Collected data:

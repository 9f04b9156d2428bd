//! Build script for granary
//!
//! Captures git commit hash at build time for version verification.

use std::process::Command;

fn main() {
    let git_hash = Command::new("git")
        .args(["rev-parse", "--short", "HEAD"])
        .output()
        .ok()
        .and_then(|output| {
            if output.status.success() {
                String::from_utf8(output.stdout).ok()
            } else {
                None
            }
        })
        .map(|s| s.trim().to_string())
        .unwrap_or_else(|| "unknown".to_string());

    println!("cargo:rustc-env=GIT_COMMIT_SHORT={}", git_hash);

    let timestamp = chrono::Utc::now().format("%Y-%m-%dT%H:%M:%SZ").to_string();
    println!("cargo:rustc-env=BUILD_TIMESTAMP={}", timestamp);

    // Rebuild if git HEAD changes
    println!("cargo:rerun-if-changed=.git/HEAD");
    println!("cargo:rerun-if-changed=.git/refs/heads/");
}
//! Health check endpoints
//!
//! - /health, /healthz - liveness probe (is the service running?)
//! - /ready, /readyz - readiness probe (can it reach the document store?)
//! - /version - build information for deployment verification

use bytes::Bytes;
use http_body_util::Full;
use hyper::{Response, StatusCode};
use serde::Serialize;
use std::sync::Arc;

use crate::routes::json_response;
use crate::server::AppState;
use crate::store::{DocumentStore, FetchOptions};

#[derive(Serialize)]
pub struct HealthResponse {
    /// Overall health status (true if service is running)
    pub healthy: bool,
    /// 'online' or 'degraded' for dashboards
    pub status: &'static str,
    /// Service version
    pub version: &'static str,
    /// Current timestamp
    pub timestamp: String,
    /// Operating mode
    pub mode: &'static str,
    /// Document store reachability
    pub store: StoreHealth,
}

#[derive(Serialize)]
pub struct StoreHealth {
    /// Whether the store answered the readiness probe
    pub reachable: bool,
}

fn build_health_response(state: &AppState, store_reachable: bool) -> HealthResponse {
    HealthResponse {
        healthy: true,
        status: if store_reachable || state.args.dev_mode {
            "online"
        } else {
            "degraded"
        },
        version: env!("CARGO_PKG_VERSION"),
        timestamp: chrono::Utc::now().to_rfc3339(),
        mode: if state.args.dev_mode {
            "development"
        } else {
            "production"
        },
        store: StoreHealth {
            reachable: store_reachable,
        },
    }
}

/// Handle liveness probe (/health, /healthz)
///
/// Returns 200 OK whenever the service is running; store status is
/// informational here.
pub fn health_check(state: Arc<AppState>) -> Response<Full<Bytes>> {
    // Liveness does not touch the store; report the optimistic view.
    let response = build_health_response(&state, true);
    json_response(StatusCode::OK, &response)
}

/// Handle readiness probe (/ready, /readyz)
///
/// Probes the document store with a single-document fetch. In dev mode the
/// store is optional and readiness always passes.
pub async fn readiness_check(state: Arc<AppState>) -> Response<Full<Bytes>> {
    let reachable = state
        .store
        .fetch("cooperatives", serde_json::json!({}), FetchOptions::limit(1))
        .await
        .is_ok();

    let response = build_health_response(&state, reachable);
    let status = if reachable || state.args.dev_mode {
        StatusCode::OK
    } else {
        StatusCode::SERVICE_UNAVAILABLE
    };

    json_response(status, &response)
}

/// Version information for deployment verification
#[derive(Serialize)]
pub struct VersionResponse {
    /// Cargo package version
    pub version: &'static str,
    /// Git commit hash (short)
    pub commit: &'static str,
    /// Build timestamp
    pub build_time: &'static str,
    /// Service name
    pub service: &'static str,
}

/// Handle version endpoint (/version)
pub fn version_info() -> Response<Full<Bytes>> {
    let response = VersionResponse {
        version: env!("CARGO_PKG_VERSION"),
        commit: option_env!("GIT_COMMIT_SHORT").unwrap_or("unknown"),
        build_time: option_env!("BUILD_TIMESTAMP").unwrap_or("unknown"),
        service: "granary",
    };

    json_response(StatusCode::OK, &response)
}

— What to work on —
Every line above that holds the string "readyz" should be copied out.

— Result of this exercise —
//! - /ready, /readyz - readiness probe (can it reach the document store?)
/// Handle readiness probe (/ready, /readyz)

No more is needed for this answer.